Não atrapalhe a dor do luto
Quando o neto favorito de Sigmund Freud faleceu aos cinco anos de idade, o discípulo Carl Gustav Jung, na tentativa de consolar seu mestre, disse: O senhor, que conhece os mistérios do inconsciente como ninguém, vai superar essa dor.
Freud respondeu: Diga o que quiseres. Palavras serão sempre bem vindas, mas desde que a tampa desceu sobre aquele caixão, esse é o único som que o meu coração ouve.
Eu tenho observado, durante o enterro de certas pessoas, os mais variados mecanismos usados para mascarar a tão necessária dor causada pela morte. Uns não vão ao funeral, outros se escondem nos tranqüilizantes, enquanto outros ainda inventam rituais sofisticados, como se quisessem convencer a morte de que o falecido é tão importante que deveria ser devolvido à vida. Se, para nós, alguns entes queridos são divindades durante a vida, para a morte não existe canonização; todos são iguais.
Há um paradoxo interessante na morte; se, por um lado, ela destrói a vida, por outro, ela a enriquece. A morte é o retorno de si mesma para antes da vida, onde ela já existia.
Por mais que filosofia, ciência e religião tentem explicar a morte, tudo não passa de mera especulação. Quem está vivo não sabe como é a morte e quem está morto não sabe que está morto. Embora a morte nos cause compaixão pela dor de quem está morrendo e o seu desespero pela perda da vida; depois que a morte chega, o sofrimento permanece apenas em quem fica. Nesse momento começa o trabalho de luto. Muitos não têm a necessária lucidez para compreender a importância dessa dor. É bom dizer que nós sofremos por quem amamos; logo, essa dor é um merecido tributo que oferecemos ao morto. Ela é a ponte de ligação entre a vida e a morte, ou seja, é através dela que nós vivenciamos os bons momentos, lembramos à importância daquele que se foi e, principalmente, não deixamos nossa memória apagar, necessitando dela para manter vivo quem morreu. É durante o luto que atravessamos o rio da dor para encontrar a fonte que o gerou. Bebendo a dor, matamos a sede que ela nos provoca. No luto, a dor serve para fortalecer os laços de quem ficou com aquele que se foi, até que o tempo, já não necessitando mais do sofrimento, nos ofereça o consolo do esquecimento.
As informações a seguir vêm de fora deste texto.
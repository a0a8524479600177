//! Input event router - turns Wii Remote events into pointer actions
//!
//! The router is the event sink registered on every connected device. It is
//! invoked directly on the driver's callback thread, keeps no state of its
//! own, and only takes brief snapshots of the shared region and session:
//!
//! | Event                  | Action                                  |
//! |------------------------|-----------------------------------------|
//! | A pressed / released   | left button down / up                   |
//! | B pressed / released   | right button down / up                  |
//! | Up or Left held        | scroll one notch up                     |
//! | Down or Right held     | scroll one notch down                   |
//! | IR position (x, y)     | absolute move to region origin + (x, y) |
//! | Disconnection          | handed to the supervisor                |

use crate::backend::{BackendError, MouseButton, PointerBackend};
use crate::display::DisplaySpaceMapper;
use crate::supervisor::ConnectionSupervisor;
use crate::wiimote::driver::EventSink;
use crate::wiimote::types::{ButtonsEvent, DeviceId, IrEvent};
use log::{debug, trace, warn};
use std::sync::Arc;

/// Wheel notches per scroll action; negative is up
const SCROLL_UP: i32 = -1;
const SCROLL_DOWN: i32 = 1;

pub struct InputEventRouter {
    display: Arc<DisplaySpaceMapper>,
    supervisor: Arc<ConnectionSupervisor>,
}

impl InputEventRouter {
    pub fn new(display: Arc<DisplaySpaceMapper>, supervisor: Arc<ConnectionSupervisor>) -> Self {
        Self { display, supervisor }
    }

    /// Pointer to actuate, or `None` (with a trace) when events should be dropped
    fn target(&self, device: DeviceId, kind: &str) -> Option<Arc<dyn PointerBackend>> {
        if !self.supervisor.is_current(device) {
            debug!("Dropping {} event from stale {}", kind, device);
            return None;
        }
        let pointer = self.display.pointer();
        if pointer.is_none() {
            trace!("No pointer bound to the primary monitor; dropping {} event", kind);
        }
        pointer
    }

    fn check(result: Result<(), BackendError>, action: &str) {
        if let Err(e) = result {
            warn!("Failed to {}: {}", action, e);
        }
    }
}

impl EventSink for InputEventRouter {
    fn on_buttons(&self, event: &ButtonsEvent) {
        let Some(pointer) = self.target(event.device, "button") else {
            return;
        };

        if event.pressed.a {
            trace!("A pressed -> left down");
            Self::check(pointer.button_down(MouseButton::Left), "press left button");
        }
        if event.released.a {
            trace!("A released -> left up");
            Self::check(pointer.button_up(MouseButton::Left), "release left button");
        }
        if event.pressed.b {
            trace!("B pressed -> right down");
            Self::check(pointer.button_down(MouseButton::Right), "press right button");
        }
        if event.released.b {
            trace!("B released -> right up");
            Self::check(pointer.button_up(MouseButton::Right), "release right button");
        }

        let held = &event.held;
        if held.up || held.left {
            Self::check(pointer.scroll(SCROLL_UP), "scroll up");
        }
        if held.down || held.right {
            Self::check(pointer.scroll(SCROLL_DOWN), "scroll down");
        }
    }

    fn on_ir(&self, event: &IrEvent) {
        // 0 on either axis means no fix
        if event.x == 0 || event.y == 0 {
            return;
        }

        let region = self.display.region();
        if region.is_degenerate() {
            trace!("No monitor selected; ignoring IR position");
            return;
        }

        let Some(pointer) = self.target(event.device, "IR") else {
            return;
        };

        let (Some(x), Some(y)) = (
            region.x.checked_add(event.x),
            region.y.checked_add(event.y),
        ) else {
            debug!("IR ({}, {}) is off the host coordinate range; dropped", event.x, event.y);
            return;
        };
        trace!("IR ({}, {}) -> pointer ({}, {})", event.x, event.y, x, y);
        Self::check(pointer.move_absolute(x, y), "move pointer");
    }

    fn on_disconnection(&self, device: DeviceId) {
        self.supervisor.handle_disconnection(device);
    }
}

#[cfg(test)]
mod tests {
    use super::*;
    use crate::backend::PointerCommand;
    use crate::display::{Rect, StaticDisplaySource};
    use crate::session::{SessionConfig, SharedSession};
    use crate::supervisor::SupervisorSettings;
    use crate::wiimote::driver::Device;
    use crate::wiimote::mock::MockDriver;
    use crate::wiimote::types::Buttons;
    use std::time::Duration;

    struct Rig {
        router: Arc<InputEventRouter>,
        supervisor: Arc<ConnectionSupervisor>,
        display: Arc<DisplaySpaceMapper>,
        source: StaticDisplaySource,
        device: DeviceId,
    }

    fn rig(monitors: Vec<Rect>) -> Rig {
        let session = Arc::new(SharedSession::new(SessionConfig::default()));
        let source = StaticDisplaySource::new(monitors);
        let display = Arc::new(DisplaySpaceMapper::new(Arc::new(source.clone()), Arc::clone(&session)));
        display.detect();

        let driver = MockDriver::new();
        let supervisor = Arc::new(ConnectionSupervisor::new(
            Arc::new(driver.clone()),
            session,
            SupervisorSettings { retry_interval: Duration::from_millis(10) },
        ));
        let router = Arc::new(InputEventRouter::new(Arc::clone(&display), Arc::clone(&supervisor)));
        supervisor.attach_sink(Arc::downgrade(&router) as std::sync::Weak<dyn EventSink>);
        assert!(supervisor.connect());
        let device = driver.last_device().unwrap().id();

        Rig { router, supervisor, display, source, device }
    }

    fn rig_at_origin_min() -> Rig {
        rig(vec![Rect::new(i32::MIN, 0, 1920, 1080)])
    }

    fn buttons(device: DeviceId, pressed: Buttons, released: Buttons, held: Buttons) -> ButtonsEvent {
        ButtonsEvent { device, pressed, released, held }
    }

    #[test]
    fn ir_position_is_offset_by_region_origin() {
        let rig = rig(vec![Rect::new(100, 200, 1920, 1080)]);
        rig.router.on_ir(&IrEvent { device: rig.device, x: 5, y: 7 });
        assert_eq!(rig.source.pointer().moves(), vec![(105, 207)]);
    }

    #[test]
    fn ir_sentinel_produces_no_move() {
        let rig = rig(vec![Rect::new(100, 200, 1920, 1080)]);
        for (x, y) in [(0, 7), (5, 0), (0, 0), (0, 1079)] {
            rig.router.on_ir(&IrEvent { device: rig.device, x, y });
        }
        assert!(rig.source.pointer().commands().is_empty());
    }

    #[test]
    fn ir_beyond_coordinate_range_is_dropped() {
        let rig = rig(vec![Rect::new(100, 200, 1920, 1080)]);
        rig.router.on_ir(&IrEvent { device: rig.device, x: i32::MAX, y: 7 });
        rig.router.on_ir(&IrEvent { device: rig.device, x: 5, y: i32::MAX });
        assert!(rig.source.pointer().commands().is_empty());

        let rig = rig_at_origin_min();
        rig.router.on_ir(&IrEvent { device: rig.device, x: -1, y: 1 });
        assert!(rig.source.pointer().commands().is_empty());
    }

    #[test]
    fn ir_with_no_selected_monitor_is_dropped() {
        let rig = rig(vec![Rect::new(0, 0, 1920, 1080)]);
        rig.display.set_selected(0, false);
        rig.router.on_ir(&IrEvent { device: rig.device, x: 10, y: 10 });
        assert!(rig.source.pointer().commands().is_empty());
    }

    #[test]
    fn buttons_map_to_left_and_right() {
        let rig = rig(vec![Rect::new(0, 0, 1920, 1080)]);
        let a = Buttons { a: true, ..Buttons::default() };
        let b = Buttons { b: true, ..Buttons::default() };
        let none = Buttons::default();

        rig.router.on_buttons(&buttons(rig.device, a, none, a));
        rig.router.on_buttons(&buttons(rig.device, none, a, none));
        rig.router.on_buttons(&buttons(rig.device, b, none, b));
        rig.router.on_buttons(&buttons(rig.device, none, b, none));

        assert_eq!(
            rig.source.pointer().commands(),
            vec![
                PointerCommand::ButtonDown(MouseButton::Left),
                PointerCommand::ButtonUp(MouseButton::Left),
                PointerCommand::ButtonDown(MouseButton::Right),
                PointerCommand::ButtonUp(MouseButton::Right),
            ]
        );
    }

    #[test]
    fn held_dpad_scrolls_once_per_condition() {
        let rig = rig(vec![Rect::new(0, 0, 1920, 1080)]);
        let none = Buttons::default();

        let up_left = Buttons { up: true, left: true, ..Buttons::default() };
        rig.router.on_buttons(&buttons(rig.device, none, none, up_left));
        assert_eq!(rig.source.pointer().commands(), vec![PointerCommand::Scroll(-1)]);

        rig.source.pointer().clear();
        let right = Buttons { right: true, ..Buttons::default() };
        rig.router.on_buttons(&buttons(rig.device, none, none, right));
        assert_eq!(rig.source.pointer().commands(), vec![PointerCommand::Scroll(1)]);

        rig.source.pointer().clear();
        let opposing = Buttons { up: true, down: true, ..Buttons::default() };
        rig.router.on_buttons(&buttons(rig.device, none, none, opposing));
        assert_eq!(
            rig.source.pointer().commands(),
            vec![PointerCommand::Scroll(-1), PointerCommand::Scroll(1)]
        );
    }

    #[test]
    fn events_from_stale_device_are_dropped() {
        let rig = rig(vec![Rect::new(0, 0, 1920, 1080)]);
        let stale = DeviceId(rig.device.0 + 10);
        let a = Buttons { a: true, ..Buttons::default() };

        rig.router.on_ir(&IrEvent { device: stale, x: 5, y: 5 });
        rig.router.on_buttons(&buttons(stale, a, Buttons::default(), a));
        assert!(rig.source.pointer().commands().is_empty());
    }

    #[test]
    fn unbound_primary_makes_actuation_a_no_op() {
        let rig = rig(vec![Rect::new(0, 0, 1920, 1080)]);
        rig.source.fail_binding(0);
        rig.display.detect();

        rig.router.on_ir(&IrEvent { device: rig.device, x: 5, y: 5 });
        assert!(rig.source.pointer().commands().is_empty());
    }

    #[test]
    fn disconnection_goes_to_supervisor() {
        let rig = rig(vec![Rect::new(0, 0, 1920, 1080)]);
        rig.router.on_disconnection(DeviceId(rig.device.0 + 10));
        assert!(rig.supervisor.is_current(rig.device));

        rig.router.on_disconnection(rig.device);
        assert!(!rig.supervisor.is_current(rig.device));
        assert!(rig
            .supervisor
            .wait_for_state(crate::supervisor::ConnectionState::Connected, Duration::from_secs(2)));
        rig.supervisor.disconnect();
    }
}
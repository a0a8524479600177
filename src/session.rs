//! Shared session state
//!
//! The live device handle and the device-side settings it must carry are
//! kept behind one lock. The device remembers nothing between connections,
//! so every newly installed handle receives the full settings.
//!
//! Lock order: this lock comes after the supervisor's connection lock and the
//! mapper's display lock; nothing is acquired while it is held.

use crate::display::VirtualRegion;
use crate::wiimote::driver::{Device, DeviceError, EventSink};
use crate::wiimote::types::{DeviceId, LedPattern, SensorBarPosition, Sensitivity};
use log::{debug, info, warn};
use std::sync::{Arc, Mutex, MutexGuard, PoisonError};

/// User-selected settings that are pushed to the device
#[derive(Debug, Clone, Copy, PartialEq, Eq, Default)]
pub struct SessionConfig {
    pub sensitivity: Sensitivity,
    pub sensor_bar: SensorBarPosition,
}

struct SessionState {
    config: SessionConfig,
    /// Size of the selectable screen area; `None` while no monitor is selected
    resolution: Option<(u32, u32)>,
    device: Option<Arc<dyn Device>>,
}

/// Session handle shared by the manager, the mapper, the supervisor and the router
pub struct SharedSession {
    state: Mutex<SessionState>,
}

/// Log a failed device command; the session carries on.
fn check(result: Result<(), DeviceError>) {
    if let Err(e) = result {
        warn!("{}", e);
    }
}

impl SharedSession {
    pub fn new(config: SessionConfig) -> Self {
        Self {
            state: Mutex::new(SessionState {
                config,
                resolution: None,
                device: None,
            }),
        }
    }

    fn lock(&self) -> MutexGuard<'_, SessionState> {
        self.state.lock().unwrap_or_else(PoisonError::into_inner)
    }

    pub fn config(&self) -> SessionConfig {
        self.lock().config
    }

    pub fn resolution(&self) -> Option<(u32, u32)> {
        self.lock().resolution
    }

    pub fn device(&self) -> Option<Arc<dyn Device>> {
        self.lock().device.clone()
    }

    pub fn device_id(&self) -> Option<DeviceId> {
        self.lock().device.as_ref().map(|d| d.id())
    }

    pub fn is_connected(&self) -> bool {
        self.lock().device.is_some()
    }

    /// Whether `id` belongs to the currently installed device
    pub fn is_current(&self, id: DeviceId) -> bool {
        self.device_id() == Some(id)
    }

    /// Update the IR sensitivity. Returns true when it was applied to a live device.
    pub fn set_sensitivity(&self, sensitivity: Sensitivity) -> bool {
        let mut state = self.lock();
        state.config.sensitivity = sensitivity;
        match &state.device {
            Some(device) => {
                check(device.set_ir_sensitivity(sensitivity));
                true
            }
            None => false,
        }
    }

    /// Update the sensor bar position. Returns true when it was applied to a live device.
    pub fn set_sensor_bar(&self, position: SensorBarPosition) -> bool {
        let mut state = self.lock();
        state.config.sensor_bar = position;
        match &state.device {
            Some(device) => {
                check(device.set_sensor_bar(position));
                true
            }
            None => false,
        }
    }

    /// Record the size of `region` as the device's operating resolution and
    /// push it to the live device. Degenerate regions are never pushed.
    pub fn set_resolution(&self, region: &VirtualRegion) {
        let mut state = self.lock();
        state.resolution = region.resolution();
        match (state.resolution, &state.device) {
            (Some((width, height)), Some(device)) => {
                debug!("Virtual resolution -> {}x{}", width, height);
                check(device.set_virtual_resolution(width, height));
            }
            (None, _) => debug!("No monitor selected; virtual resolution left unchanged"),
            _ => {}
        }
    }

    /// Make `device` the session's device and push every setting to it.
    pub fn install(&self, device: Arc<dyn Device>, sink: Option<Arc<dyn EventSink>>) {
        let mut state = self.lock();

        check(device.set_leds(LedPattern::PLAYER_ONE));
        check(device.enable_ir_tracking());
        check(device.enable_motion_sensing());
        check(device.set_sensor_bar(state.config.sensor_bar));
        if let Some((width, height)) = state.resolution {
            check(device.set_virtual_resolution(width, height));
        }
        check(device.set_ir_sensitivity(state.config.sensitivity));
        match sink {
            Some(sink) => device.register_event_sink(sink),
            None => warn!("No event sink attached; {} events will be dropped", device.id()),
        }

        info!("✓ {} connected", device.id());
        state.device = Some(device);
    }

    /// Remove and return the current device, if any.
    pub fn take_device(&self) -> Option<Arc<dyn Device>> {
        self.lock().device.take()
    }

    /// Drop the current device if it is `id`. Returns false for stale ids.
    pub fn clear_if_current(&self, id: DeviceId) -> bool {
        let mut state = self.lock();
        match &state.device {
            Some(device) if device.id() == id => {
                state.device = None;
                true
            }
            _ => false,
        }
    }
}

#[cfg(test)]
mod tests {
    use super::*;
    use crate::wiimote::mock::{DeviceCommand, MockDevice};

    fn region(width: i32, height: i32) -> VirtualRegion {
        VirtualRegion { x: 0, y: 0, width, height }
    }

    #[test]
    fn install_pushes_full_config() {
        let session = SharedSession::new(SessionConfig {
            sensitivity: Sensitivity::new(5).unwrap(),
            sensor_bar: SensorBarPosition::Below,
        });
        session.set_resolution(&region(1920, 1080));

        let device = Arc::new(MockDevice::new(DeviceId(1)));
        session.install(device.clone(), None);

        assert_eq!(
            device.commands(),
            vec![
                DeviceCommand::SetLeds(LedPattern::PLAYER_ONE),
                DeviceCommand::EnableIrTracking,
                DeviceCommand::EnableMotionSensing,
                DeviceCommand::SetSensorBar(SensorBarPosition::Below),
                DeviceCommand::SetVirtualResolution { width: 1920, height: 1080 },
                DeviceCommand::SetIrSensitivity(Sensitivity::new(5).unwrap()),
            ]
        );
        assert_eq!(session.device_id(), Some(DeviceId(1)));
    }

    #[test]
    fn degenerate_region_is_not_pushed() {
        let session = SharedSession::new(SessionConfig::default());
        let device = Arc::new(MockDevice::new(DeviceId(1)));
        session.install(device.clone(), None);
        device.clear_commands();

        session.set_resolution(&VirtualRegion::EMPTY);
        assert!(device.commands().is_empty());
        assert_eq!(session.resolution(), None);

        session.set_resolution(&region(800, 600));
        assert_eq!(
            device.commands(),
            vec![DeviceCommand::SetVirtualResolution { width: 800, height: 600 }]
        );
    }

    #[test]
    fn setters_only_touch_a_live_device() {
        let session = SharedSession::new(SessionConfig::default());
        let level = Sensitivity::new(2).unwrap();
        assert!(!session.set_sensitivity(level));
        assert_eq!(session.config().sensitivity, level);

        let device = Arc::new(MockDevice::new(DeviceId(4)));
        session.install(device.clone(), None);
        device.clear_commands();

        assert!(session.set_sensor_bar(SensorBarPosition::Below));
        assert_eq!(
            device.commands(),
            vec![DeviceCommand::SetSensorBar(SensorBarPosition::Below)]
        );
    }

    #[test]
    fn stale_ids_do_not_clear() {
        let session = SharedSession::new(SessionConfig::default());
        session.install(Arc::new(MockDevice::new(DeviceId(2))), None);

        assert!(!session.clear_if_current(DeviceId(1)));
        assert!(session.is_current(DeviceId(2)));
        assert!(session.clear_if_current(DeviceId(2)));
        assert!(!session.is_connected());
        assert!(session.take_device().is_none());
    }
}
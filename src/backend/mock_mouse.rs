//! Mock pointer backend for testing.
//!
//! This backend logs pointer events instead of actually sending them
//! to the OS, and records them so tests can assert on exactly what the
//! router emitted and in what order. Clones share one recording.

use super::{BackendError, MouseButton, PointerBackend};
use log::info;
use std::sync::{Arc, Mutex, PoisonError};

/// A single recorded pointer call.
#[derive(Debug, Clone, Copy, PartialEq, Eq)]
pub enum PointerCommand {
    MoveAbsolute { x: i32, y: i32 },
    ButtonDown(MouseButton),
    ButtonUp(MouseButton),
    Scroll(i32),
}

/// Mock pointer backend that logs and records events instead of sending them.
#[derive(Clone, Debug, Default)]
pub struct MockPointerBackend {
    commands: Arc<Mutex<Vec<PointerCommand>>>,
}

impl MockPointerBackend {
    /// Create a new mock pointer backend.
    pub fn new() -> Self {
        Self::default()
    }

    /// Everything recorded so far, oldest first.
    pub fn commands(&self) -> Vec<PointerCommand> {
        self.commands
            .lock()
            .unwrap_or_else(PoisonError::into_inner)
            .clone()
    }

    /// Recorded absolute moves only.
    pub fn moves(&self) -> Vec<(i32, i32)> {
        self.commands()
            .into_iter()
            .filter_map(|c| match c {
                PointerCommand::MoveAbsolute { x, y } => Some((x, y)),
                _ => None,
            })
            .collect()
    }

    /// Forget everything recorded so far.
    pub fn clear(&self) {
        self.commands
            .lock()
            .unwrap_or_else(PoisonError::into_inner)
            .clear();
    }

    fn record(&self, command: PointerCommand) {
        self.commands
            .lock()
            .unwrap_or_else(PoisonError::into_inner)
            .push(command);
    }
}

impl PointerBackend for MockPointerBackend {
    fn move_absolute(&self, x: i32, y: i32) -> Result<(), BackendError> {
        info!("[MOCK MOUSE] Move absolute: x={}, y={}", x, y);
        self.record(PointerCommand::MoveAbsolute { x, y });
        Ok(())
    }

    fn button_down(&self, button: MouseButton) -> Result<(), BackendError> {
        info!("[MOCK MOUSE] Button DOWN: {}", button.as_str());
        self.record(PointerCommand::ButtonDown(button));
        Ok(())
    }

    fn button_up(&self, button: MouseButton) -> Result<(), BackendError> {
        info!("[MOCK MOUSE] Button UP: {}", button.as_str());
        self.record(PointerCommand::ButtonUp(button));
        Ok(())
    }

    fn scroll(&self, delta: i32) -> Result<(), BackendError> {
        info!("[MOCK MOUSE] Scroll: {}", delta);
        self.record(PointerCommand::Scroll(delta));
        Ok(())
    }
}
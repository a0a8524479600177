//! Wii Remote type definitions
//!
//! This module defines the basic data types exchanged with the device driver:
//! device identity, device-side settings, button states and the events the
//! driver delivers on its callback thread.

use serde::{Deserialize, Serialize};
use std::fmt;
use std::str::FromStr;
use thiserror::Error;

/// Identity of a connected controller, as assigned by the driver.
#[derive(Debug, Clone, Copy, PartialEq, Eq, Hash)]
pub struct DeviceId(pub u32);

impl fmt::Display for DeviceId {
    fn fmt(&self, f: &mut fmt::Formatter<'_>) -> fmt::Result {
        write!(f, "wiimote#{}", self.0)
    }
}

#[derive(Debug, Error, PartialEq, Eq)]
pub enum SettingError {
    #[error("IR sensitivity must be between {min} and {max}, got {0}", min = Sensitivity::MIN, max = Sensitivity::MAX)]
    SensitivityOutOfRange(u8),

    #[error("Unknown sensor bar position '{0}' (expected 'above' or 'below')")]
    UnknownSensorBarPosition(String),
}

/// IR camera sensitivity level (1 = least sensitive, 5 = most)
#[derive(Debug, Clone, Copy, PartialEq, Eq, PartialOrd, Ord, Hash, Serialize, Deserialize)]
#[serde(try_from = "u8", into = "u8")]
pub struct Sensitivity(u8);

impl Sensitivity {
    pub const MIN: u8 = 1;
    pub const MAX: u8 = 5;

    pub fn new(level: u8) -> Result<Self, SettingError> {
        if (Self::MIN..=Self::MAX).contains(&level) {
            Ok(Self(level))
        } else {
            Err(SettingError::SensitivityOutOfRange(level))
        }
    }

    pub fn get(self) -> u8 {
        self.0
    }
}

impl Default for Sensitivity {
    fn default() -> Self {
        Self(3)
    }
}

impl TryFrom<u8> for Sensitivity {
    type Error = SettingError;

    fn try_from(level: u8) -> Result<Self, Self::Error> {
        Self::new(level)
    }
}

impl From<Sensitivity> for u8 {
    fn from(sensitivity: Sensitivity) -> Self {
        sensitivity.0
    }
}

impl fmt::Display for Sensitivity {
    fn fmt(&self, f: &mut fmt::Formatter<'_>) -> fmt::Result {
        write!(f, "{}", self.0)
    }
}

/// Where the IR sensor bar sits relative to the display
#[derive(Debug, Clone, Copy, PartialEq, Eq, Default, Serialize, Deserialize)]
#[serde(rename_all = "lowercase")]
pub enum SensorBarPosition {
    #[default]
    Above,
    Below,
}

impl SensorBarPosition {
    pub fn as_str(self) -> &'static str {
        match self {
            SensorBarPosition::Above => "above",
            SensorBarPosition::Below => "below",
        }
    }
}

impl FromStr for SensorBarPosition {
    type Err = SettingError;

    fn from_str(s: &str) -> Result<Self, Self::Err> {
        match s.trim().to_ascii_lowercase().as_str() {
            "above" => Ok(SensorBarPosition::Above),
            "below" => Ok(SensorBarPosition::Below),
            _ => Err(SettingError::UnknownSensorBarPosition(s.to_string())),
        }
    }
}

impl fmt::Display for SensorBarPosition {
    fn fmt(&self, f: &mut fmt::Formatter<'_>) -> fmt::Result {
        f.write_str(self.as_str())
    }
}

/// Player LED pattern, bit 0 = LED 1 ... bit 3 = LED 4
#[derive(Debug, Clone, Copy, PartialEq, Eq)]
pub struct LedPattern(pub u8);

impl LedPattern {
    pub const PLAYER_ONE: LedPattern = LedPattern(0b0001);

    pub fn is_lit(self, led: u8) -> bool {
        led < 4 && self.0 & (1 << led) != 0
    }
}

/// Generic button states
#[derive(Debug, Clone, Copy, Default, PartialEq, Eq)]
pub struct Buttons {
    // Face buttons
    pub a: bool,
    pub b: bool,
    pub one: bool,
    pub two: bool,

    // System buttons
    pub plus: bool,
    pub minus: bool,
    pub home: bool,

    // D-pad
    pub up: bool,
    pub down: bool,
    pub left: bool,
    pub right: bool,
}

/// Button transition report. `pressed`/`released` hold the edges seen by this
/// report, `held` every button currently down.
#[derive(Debug, Clone, Copy, PartialEq, Eq)]
pub struct ButtonsEvent {
    pub device: DeviceId,
    pub pressed: Buttons,
    pub released: Buttons,
    pub held: Buttons,
}

/// IR pointer position in device virtual-resolution coordinates.
/// Zero on either axis means the camera has no fix.
#[derive(Debug, Clone, Copy, PartialEq, Eq)]
pub struct IrEvent {
    pub device: DeviceId,
    pub x: i32,
    pub y: i32,
}

#[derive(Debug, Clone, Copy, PartialEq)]
pub struct MotionSensingEvent {
    pub device: DeviceId,
    pub roll: f32,
    pub pitch: f32,
    pub yaw: f32,
}

#[derive(Debug, Clone, Copy, PartialEq, Eq)]
pub enum Expansion {
    Nunchuk,
    ClassicController,
    GuitarHero,
}

#[derive(Debug, Clone, Copy, PartialEq, Eq)]
pub enum ExpansionEvent {
    Inserted { device: DeviceId, expansion: Expansion },
    Removed { device: DeviceId, expansion: Expansion },
}

#[derive(Debug, Clone, Copy, PartialEq)]
pub struct StatusEvent {
    pub device: DeviceId,
    /// Battery level, 0.0 to 1.0
    pub battery: f32,
    pub speaker_enabled: bool,
}

/// Everything the driver can report on its callback thread
#[derive(Debug, Clone, Copy, PartialEq)]
pub enum DeviceEvent {
    Buttons(ButtonsEvent),
    Ir(IrEvent),
    MotionSensing(MotionSensingEvent),
    Expansion(ExpansionEvent),
    Status(StatusEvent),
    Disconnected(DeviceId),
}

impl DeviceEvent {
    /// The device this event came from
    pub fn device(&self) -> DeviceId {
        match self {
            DeviceEvent::Buttons(e) => e.device,
            DeviceEvent::Ir(e) => e.device,
            DeviceEvent::MotionSensing(e) => e.device,
            DeviceEvent::Expansion(ExpansionEvent::Inserted { device, .. })
            | DeviceEvent::Expansion(ExpansionEvent::Removed { device, .. }) => *device,
            DeviceEvent::Status(e) => e.device,
            DeviceEvent::Disconnected(device) => *device,
        }
    }
}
Causa-me espanto quando vejo a religião roubar a cena durante um sepultamento, com suas orações intermináveis, dopando a imprescindível dor do enlutado. Parece um contra senso usar Deus para nos livrar de algo tão importante que Ele nos oferece para amolecer nosso coração tão endurecido pela vida. Não faz sentido o exagerado consolo que busca anestesiar a dura realidade. A dor, ao contrário do prazer não deve usar máscara. Deveríamos buscar Deus em nosso dia a dia e não apenas quando não suportamos encarar nossa finitude. Prantear é também uma forma de oração. Lamentavelmente algumas religiões se utilizam de velórios e leitos hospitalares para catequizar almas. Não deveria ser assim. Como qualquer substância que entorpece e anestesia o indivíduo, a religião usada na dor também cria dependência. Utilizada como narcótico, ela não cura. Sob a fragilidade do sofrimento, corremos para decisões efêmeras e superficiais.
Talvez fosse melhor agir como fez aquele agonizante, quando foi interpelado por um pregador: Agora que chegou a hora da sua morte, você deveria renegar o diabo.
Calma, retruca o moribundo: Antes de saber para onde vou, eu não quero me incompatibilizar com ninguém.